Poin pertama bahwa jual beli, transaksi, akad dilakukan oleh orang ahliyatu tassaruf? orang yang berhak dan boleh berwenang dalam melakukan transaksi, yaitu orangnya telah baligh, kemudian berakal, kemudian tidak ada paksaan. Tidak dipaksa. Dalam akad tersebut tidak ada paksaan dari salah satu pihak untuk orang untuk orang ini melakukan akad itu. Bila ada paksaan dari pihak yang lain, maka Allah telah melarangnya.
Ya ayuhaladzina amanu la ta kullu awanamkum baynakum bil batil…an tarodi minkum

Wahai orang-orang yang beriman, janganlah makan harta sebagian anda dengan sebagian yang lain dengan cara yang bathil, kecuali dengan perniagaan yang kalian saling ridho.

Maka orang yang terpaksa dalam sebuah akadnya, dalam bentuk umpamanya guru memaksa muridnya, atasan memaksa bawahannya, pihak yang memberikan pinjaman memaksakan kepada yang menerima pinjaman, untuk melakukan sebuah transaksi, maka ini adalah transaksi yang terpaksa, yang menyebabkan perpindahan perpindahan barang dan uang ke pihak yang lain tidak dibenarkan dalam syariat.

Poin selanjutnya, ada akad, ijab, dan qobul dari kedua belah pihak ini. Pemilik barang umpamanya, mengatakan saya jual, atau dia melakukan penyerahan barang. Pihak pembeli menerima, atau mengatakan saya beli. Bisa dilakukan dengan kata-kata, dan juga bisa dilakukan dengan perbuatan. Dua hal ini dijelaskan oleh para ulama secara turun-temurun. Dan ijma’ dua-dua bentuk transaksi ijab dan qobul dengan perkataan dan dengan perbuatan, sesuatu yang telah biasa dilakukan dan sepakat para ulama membolehkannya.

Persyaratan selanjutnya bahwa barang tersebut barang yang dihalalkan, barang yang suci, bukan najis. Maka setiap barang yang diharamkan, dan ini kaidahnya sangat besar sekali, banyak parsial-parsial bagian-bagian juz’iyat? daripada barang yang diharamkan, …..
dan hal-hal yang diharamkan manfaatnya, maka tidak boleh diperjualbelikan. Yang najis juga tidak boleh diperjualbelikan. Betapa banyak dalam kehidupan sekarang benda-benda najis berasal dari babi dan turunannya, dalam bentuk gelatin, dalam bentuk lemak, dalam bentuk bulunya, dalam bentuk tulangnya, dan dalam bentuk hal-hal yang lainnya, diperjualkan tanpa memperhatikan yang dibolehkan dan yang dilarang oleh Allah SWT.

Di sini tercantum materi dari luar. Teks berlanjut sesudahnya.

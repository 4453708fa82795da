//! New-thread join as follower: a non-readable membership document makes
//! the invitee register `/p2p/<self>` on the sender's log instead of
//! minting an own log, and the sender records the returned address.

mod common;

use weft_model::{PeerAddr, ThreadRole};
use weft_net_types::{LogStore, RecordStore};

#[tokio::test]
async fn join_as_follower_registers_address_and_mints_no_log() {
    let net = common::SimNet::new();
    let a = common::spawn_peer(&net).await;
    let b = common::spawn_peer(&net).await;

    let (tid, a_log) = common::create_thread(&a).await;
    let invite_rec = common::invite(&a, tid, &a_log, &b, false).await;

    // B persisted the record and A's descriptor without a read key.
    assert!(b.store.has(&invite_rec.cid()).await.unwrap());
    let a_log_at_b = b.store.log_info(tid, a_log.id).await.unwrap().unwrap();
    assert_eq!(a_log_at_b.follow_key, a_log.follow_key);
    assert_eq!(a_log_at_b.read_key, None);

    // No own log: B is a follower, not a reader.
    let info = b.store.thread_info(tid).await.unwrap();
    assert_eq!(info.logs, vec![a_log.id]);
    assert_eq!(
        b.service.thread_role(tid).await.unwrap(),
        ThreadRole::Follower
    );

    // B registered itself as an address of A's log...
    let b_addr = PeerAddr::new(b.identity.peer_id());
    assert!(b.store.addrs(tid, a_log.id).await.unwrap().contains(&b_addr));

    // ...and the NewAddr reply landed in A's directory.
    crate::wait_until!(
        a.store.addrs(tid, a_log.id).await.unwrap().contains(&b_addr),
        "NewAddr reply never recorded at A"
    );
}

#[tokio::test]
async fn follower_still_relays_without_reading_bodies() {
    let net = common::SimNet::new();
    let a = common::spawn_peer(&net).await;
    let b = common::spawn_peer(&net).await;

    let (tid, a_log) = common::create_thread(&a).await;
    common::invite(&a, tid, &a_log, &b, false).await;

    // A keeps writing; B holds the follow key so the records are admitted
    // even though their bodies stay opaque.
    let rec = a
        .service
        .add_record(tid, b"opaque to followers".to_vec(), Default::default())
        .await
        .unwrap();

    crate::wait_until!(
        b.store.has(&rec.cid()).await.unwrap(),
        "record never reached the follower"
    );
    assert_eq!(
        b.service.thread_role(tid).await.unwrap(),
        ThreadRole::Follower
    );
}
//! In-memory network backends for weft
//!
//! Implements the `weft-net-types` seams over tokio primitives so the
//! replication service can be exercised without a real peer-to-peer stack:
//! - [`ChannelTransport`]: duplex-stream connections routed by a shared
//!   [`ChannelNetwork`] broker
//! - [`BroadcastGossip`]: per-thread broadcast topics routed by a shared
//!   [`GossipNetwork`] broker

pub mod broadcast_gossip;
pub mod channel_transport;

pub use broadcast_gossip::{BroadcastGossip, GossipNetwork};
pub use channel_transport::{ChannelBiStream, ChannelConnection, ChannelNetwork, ChannelTransport};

Kemudian jelas barangnya dan jelas harganya. Barang yang jelas dan harga yang jelas demi memelihara hak kedua belah pihak. Agar tidak menimbulkan kecekcokan, perseteruan, di antara yang mentransaksi. Anda melakukan transaksi ini bertujuan untuk memenuhi kebutuhan anda. Bisa transaksi ini menjadi alat untuk perekat dan pererat hubungan anda dengan pihak yang lain, bila dilakukan dengan hal yang sesuai syar’i. Barang jelas, harga jelas. Tapi bila barang tidak jelas, atau harga tidak jelas, yang sering terjadi adalah permusuhan. Ini yang diinginkan oleh syaton, dalam bentuk perjudian?..

Bahwa setan menginginkan anda terjatuh dalam permusuhan dan perseteruan di dalam perjudian.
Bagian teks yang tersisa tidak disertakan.